Sueño y Peso: Dormir bien ayuda a controlar el metabolismo
Giovana Femat Roldán 27 de enero de 2025 Padecimientos

Un sistema fundamental, y poco considerado para el balance energético, es el sistema circadiano que le dicta tiempos a sistemas cerebrales para la regulación de las funciones metabólicas, ya que las necesidades energéticas cambian entre el día y la noche El sistema circadiano dicta los tiempos para las funciones del cuerpo y define ciclos de sueño / vigilia.
Durante la vigilia predomina:
- La actividad física
- El desgaste energético
- También el consumo de alimento y agua
Razón por la cual nuestros órganos deben prepararse para el consumo energético, la digestión y utilización de nutrientes.
Durante el sueño, por el contrario:
- Se ahorra y se almacena energía
- Se reducen los procesos digestivos
- Se llevan a cabo procesos de reparación celular, de descanso y de organización de memorias
El estilo de vida moderno y los malos hábitos de sueño como causas de sobrepeso y obesidad
El estilo de vida moderno fomenta las actividades nocturnas. La luz eléctrica, la televisión y la computadora ofrecen a las nuevas generaciones la oportunidad de entretenimiento durante la noche. Estas actividades que normalmente son de diversión, resultan muy atractivas y han desplazado al placer del sueño.
De tal manera, el estilo de vida moderno ha sido promotor de mantenerse despierto durante la primera mitad de la noche, para llegar al descanso cerca de, o pasada la medianoche. La consecuencia inmediata de esta situación es la reducción en las horas de sueño, principalmente durante los días de la semana. Este fenómeno afecta principalmente a los jóvenes y niños, que permanecen despiertos por largas horas por las noches, convirtiendo la disminución en la duración del sueño en una característica de su estilo de vida.
Es de llamar la atención que se ha observado un aumento sorprendente de la incidencia de obesidad y diabetes, que parece coincidir con el mismo periodo en el cuál se observó un descenso progresivo de las horas de sueño. Es por ello que recientemente se ha propuesto a la restricción de sueño como un factor más que puede contribuir a la pérdida de homeostasis corporal y como desencadenante de sobrepeso y obesidad.

La posible relación entre poco sueño y obesidad puede explicarse desde varias aproximaciones. Por ejemplo el trabajo nocturno también promueve reducción de la cantidad y calidad del sueño junto con aumento de actividad por la noche.

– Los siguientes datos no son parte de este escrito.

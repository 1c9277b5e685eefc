// Undo/redo for editor edits
//
// Architecture:
// - UndoTarget trait: the synth state edits are read from and restored into
// - UndoableEdit trait: one reversible record (parameter, macro, modulation,
//   oscillator swap, FX swap)
// - UndoManager: undo/redo stacks, rebindable to a new editor instance
//
// Records store the state to restore, not a delta, so an undo captures the
// current state for redo before restoring.

pub mod edit;
pub mod manager;
pub mod target;

pub use manager::{SharedEditor, UndoManager};
pub use target::{ModSource, ParamValue, SynthState, UndoTarget};

/// Errors raised while applying an edit
#[derive(Debug, Clone, PartialEq, thiserror::Error)]
pub enum UndoError {
    #[error("Invalid parameter id {0}")]
    InvalidParameter(usize),

    #[error("Invalid macro {0}")]
    InvalidMacro(usize),

    #[error("Invalid scene {0}")]
    InvalidScene(usize),

    #[error("Invalid oscillator {0}")]
    InvalidOscillator(usize),

    #[error("Invalid FX slot {0}")]
    InvalidFxSlot(usize),

    #[error("Editor is unavailable")]
    EditorUnavailable,
}

pub type UndoResult<T> = Result<T, UndoError>;
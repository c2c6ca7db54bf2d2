use chrono::{DateTime, NaiveDateTime, SecondsFormat, TimeZone, Utc};
use serde_json::{Map, Value};

use crate::database::{Row, StoreError};
use crate::schema::{EntitySchema, FieldKind};

/// Row → public summary. Keeps only the entity's public fields, emits nullable
/// ones as an explicit null when the row lacks them and renders every timestamp
/// as RFC 3339 UTC with millisecond precision. Never touches the store.
pub struct RowMapper;

impl RowMapper {
    pub fn map(schema: &EntitySchema, mut row: Row) -> Result<Value, StoreError> {
        let mut out = Map::new();
        for field in schema.public_fields() {
            let value = match row.remove(&field.name) {
                Some(value) => value,
                None if field.nullable => Value::Null,
                None => continue,
            };
            let value = match (&field.kind, value) {
                (FieldKind::Timestamp, Value::String(raw)) => Value::String(
                    canonical_timestamp(&raw)
                        .ok_or_else(|| StoreError::Decode(format!("{}.{}: invalid timestamp", schema.name, field.name)))?,
                ),
                (_, value) => value,
            };
            out.insert(field.name.clone(), value);
        }
        Ok(Value::Object(out))
    }

    pub fn map_all(schema: &EntitySchema, rows: Vec<Row>) -> Result<Vec<Value>, StoreError> {
        rows.into_iter().map(|row| Self::map(schema, row)).collect()
    }
}

/// Accepts RFC 3339 and the offset-less form Postgres emits for
/// `timestamp without time zone` (taken as UTC)
fn canonical_timestamp(raw: &str) -> Option<String> {
    let parsed = DateTime::parse_from_rfc3339(raw)
        .map(|ts| ts.with_timezone(&Utc))
        .ok()
        .or_else(|| {
            ["%Y-%m-%dT%H:%M:%S%.f", "%Y-%m-%d %H:%M:%S%.f"]
                .iter()
                .find_map(|format| NaiveDateTime::parse_from_str(raw, format).ok())
                .map(|naive| Utc.from_utc_datetime(&naive))
        })?;
    Some(parsed.to_rfc3339_opts(SecondsFormat::Millis, true))
}
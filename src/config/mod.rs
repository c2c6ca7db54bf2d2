use once_cell::sync::Lazy;
use serde::{Deserialize, Serialize};
use std::env;

#[derive(Debug, Clone, Serialize, Deserialize)]
pub struct AppConfig {
    pub environment: Environment,
    pub search: SearchConfig,
    pub database: DatabaseConfig,
    pub api: ApiConfig,
    pub security: SecurityConfig,
}

#[derive(Debug, Clone, Copy, PartialEq, Eq, Serialize, Deserialize)]
pub enum Environment {
    Development,
    Staging,
    Production,
}

#[derive(Debug, Clone, Serialize, Deserialize)]
pub struct SearchConfig {
    /// Deployment-wide page size ceiling, applied on top of each entity's max
    pub max_limit: Option<u64>,
    pub debug_logging: bool,
}

#[derive(Debug, Clone, Serialize, Deserialize)]
pub struct DatabaseConfig {
    pub url: Option<String>,
    pub max_connections: u32,
    /// Seconds to wait for a pooled connection
    pub connection_timeout: u64,
    /// Upper bound for the count + fetch pair of one search
    pub query_timeout_ms: u64,
    pub enable_slow_query_warning: bool,
    pub slow_query_threshold_ms: u64,
}

#[derive(Debug, Clone, Serialize, Deserialize)]
pub struct ApiConfig {
    pub port: u16,
    pub enable_request_logging: bool,
    pub max_request_size_bytes: usize,
}

#[derive(Debug, Clone, Serialize, Deserialize)]
pub struct SecurityConfig {
    #[serde(skip_serializing)]
    pub jwt_secret: String,
    pub enable_cors: bool,
    pub cors_origins: Vec<String>,
}

impl AppConfig {
    pub fn from_env() -> Self {
        Self::from_lookup(|key| env::var(key).ok())
    }

    /// Build from any key lookup; `from_env` passes the process environment
    pub fn from_lookup<F>(lookup: F) -> Self
    where
        F: Fn(&str) -> Option<String>,
    {
        let environment = match lookup("APP_ENV").as_deref() {
            Some("production") | Some("prod") => Environment::Production,
            Some("staging") | Some("stage") => Environment::Staging,
            _ => Environment::Development,
        };

        // Preset per environment, then individual overrides
        match environment {
            Environment::Production => Self::production(),
            Environment::Staging => Self::staging(),
            Environment::Development => Self::development(),
        }
        .with_overrides(lookup)
    }

    fn with_overrides<F>(mut self, lookup: F) -> Self
    where
        F: Fn(&str) -> Option<String>,
    {
        // Search overrides
        if let Some(v) = lookup("SEARCH_MAX_LIMIT") {
            self.search.max_limit = v.parse().ok().filter(|max| *max > 0);
        }
        if let Some(v) = lookup("SEARCH_DEBUG_LOGGING") {
            self.search.debug_logging = v.parse().unwrap_or(self.search.debug_logging);
        }

        // Database overrides
        if let Some(v) = lookup("DATABASE_URL") {
            self.database.url = Some(v).filter(|url| !url.trim().is_empty());
        }
        if let Some(v) = lookup("DATABASE_MAX_CONNECTIONS") {
            self.database.max_connections = v.parse().unwrap_or(self.database.max_connections);
        }
        if let Some(v) = lookup("DATABASE_CONNECTION_TIMEOUT") {
            self.database.connection_timeout = v.parse().unwrap_or(self.database.connection_timeout);
        }
        if let Some(v) = lookup("DATABASE_QUERY_TIMEOUT_MS") {
            self.database.query_timeout_ms = v.parse().unwrap_or(self.database.query_timeout_ms);
        }
        if let Some(v) = lookup("DATABASE_ENABLE_SLOW_QUERY_WARNING") {
            self.database.enable_slow_query_warning = v.parse().unwrap_or(self.database.enable_slow_query_warning);
        }
        if let Some(v) = lookup("DATABASE_SLOW_QUERY_THRESHOLD_MS") {
            self.database.slow_query_threshold_ms = v.parse().unwrap_or(self.database.slow_query_threshold_ms);
        }

        // API overrides
        if let Some(v) = lookup("API_PORT") {
            self.api.port = v.parse().unwrap_or(self.api.port);
        }
        if let Some(v) = lookup("API_ENABLE_REQUEST_LOGGING") {
            self.api.enable_request_logging = v.parse().unwrap_or(self.api.enable_request_logging);
        }
        if let Some(v) = lookup("API_MAX_REQUEST_SIZE_BYTES") {
            self.api.max_request_size_bytes = v.parse().unwrap_or(self.api.max_request_size_bytes);
        }

        // Security overrides
        if let Some(v) = lookup("SECURITY_JWT_SECRET") {
            self.security.jwt_secret = v;
        }
        if let Some(v) = lookup("SECURITY_ENABLE_CORS") {
            self.security.enable_cors = v.parse().unwrap_or(self.security.enable_cors);
        }
        if let Some(v) = lookup("SECURITY_CORS_ORIGINS") {
            self.security.cors_origins = v
                .split(',')
                .map(|s| s.trim().to_string())
                .filter(|s| !s.is_empty())
                .collect();
        }

        self
    }

    fn development() -> Self {
        Self {
            environment: Environment::Development,
            search: SearchConfig {
                max_limit: Some(1000),
                debug_logging: true,
            },
            database: DatabaseConfig {
                url: None,
                max_connections: 10,
                connection_timeout: 30,
                query_timeout_ms: 30_000,
                enable_slow_query_warning: true,
                slow_query_threshold_ms: 100,
            },
            api: ApiConfig {
                port: 3000,
                enable_request_logging: true,
                max_request_size_bytes: 10 * 1024 * 1024, // 10MB
            },
            security: SecurityConfig {
                jwt_secret: "development-secret".to_string(),
                enable_cors: true,
                cors_origins: vec!["http://localhost:3000".to_string(), "http://localhost:5173".to_string()],
            },
        }
    }

    fn staging() -> Self {
        Self {
            environment: Environment::Staging,
            search: SearchConfig {
                max_limit: Some(500),
                debug_logging: false,
            },
            database: DatabaseConfig {
                url: None,
                max_connections: 20,
                connection_timeout: 10,
                query_timeout_ms: 10_000,
                enable_slow_query_warning: true,
                slow_query_threshold_ms: 500,
            },
            api: ApiConfig {
                port: 3000,
                enable_request_logging: true,
                max_request_size_bytes: 5 * 1024 * 1024, // 5MB
            },
            security: SecurityConfig {
                jwt_secret: String::new(),
                enable_cors: true,
                cors_origins: vec!["https://staging.example.com".to_string()],
            },
        }
    }

    fn production() -> Self {
        Self {
            environment: Environment::Production,
            search: SearchConfig {
                max_limit: Some(100),
                debug_logging: false,
            },
            database: DatabaseConfig {
                url: None,
                max_connections: 50,
                connection_timeout: 5,
                query_timeout_ms: 5_000,
                enable_slow_query_warning: true,
                slow_query_threshold_ms: 1000,
            },
            api: ApiConfig {
                port: 3000,
                enable_request_logging: false,
                max_request_size_bytes: 2 * 1024 * 1024, // 2MB
            },
            security: SecurityConfig {
                jwt_secret: String::new(),
                enable_cors: true,
                cors_origins: vec!["https://app.example.com".to_string()],
            },
        }
    }
}

// Global singleton config - initialized once at startup
pub static CONFIG: Lazy<AppConfig> = Lazy::new(AppConfig::from_env);

pub fn config() -> &'static AppConfig {
    &CONFIG
}

#[macro_export]
macro_rules! is_production {
    () => {
        matches!($crate::config::CONFIG.environment, $crate::config::Environment::Production)
    };
}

En trabajadores nocturnos se ha reportado mayor prevalencia de sobrepeso y obesidad que en la población general, con alta predisposición a enfermedades metabólicas, entre otras.
Se propone que el estar despierto por la noche es un estímulo suficiente para motivar la ingestión nocturna de alimentos. Tanto en los trabajadores nocturnos como en personas que prefieren desvelarse se ha reportado que la cantidad de comida ingerida durante la noche aumenta significativamente, representando aproximadamente el 65% del total del día, mientras que en personas principalmente diurnas el 75% de los alimentos se consumen de día.
Evidencias clínicas que asocian la mala calidad de sueño con alteraciones en el balance energético
La posible relación causal entre la mala calidad y cantidad de sueño y la propensión al sobrepeso y obesidad se ha explorado principalmente en ambientes controlados. Con un grupo de voluntarios jóvenes se manipuló el número de horas de sueño en sujetos sanos. Posterior a una noche de privación total de sueño los individuos reportaron sensaciones de hambre intensa, de deseo aumentado por ingerir alimentos ricos en carbohidratos, entre ellos pasteles, pan y dulces. La cantidad de alimentos que ingirieron al día siguiente del desvelo rebasó el gasto de energía por el cansancio de la noche anterior.
La leptina refleja los niveles de adiposidad, de manera que bajos niveles de leptina señalan reducción del tejido adiposo y se asocian con sentimientos de hambre, en contraste, la grelina se secreta por el estómago y duodeno cuando están vacíos y por ello cuando aumenta su secreción estimulan las sensaciones de hambre. Estas observaciones sugieren que la falta de sueño modifica la regulación metabólica aún a muy corto plazo.
La privación de sueño, además, induce una alteración del sistema circadiano, que es el regulador del orden temporal del individuo. Asociado al desvelo y la ingestión de alimentos durante la noche, en individuos que han alterado sus patrones de sueño se presentan alteraciones de los ritmos circadianos en la secreción de leptina, insulina, melatonina y cortisol, consistentes en corrimientos y decremento de los picos de máxima expresión en el ciclo de 24 horas con lo que se propone que el sistema se vuelve ineficiente para exhibir respuestas adecuadas en un ambiente cíclico.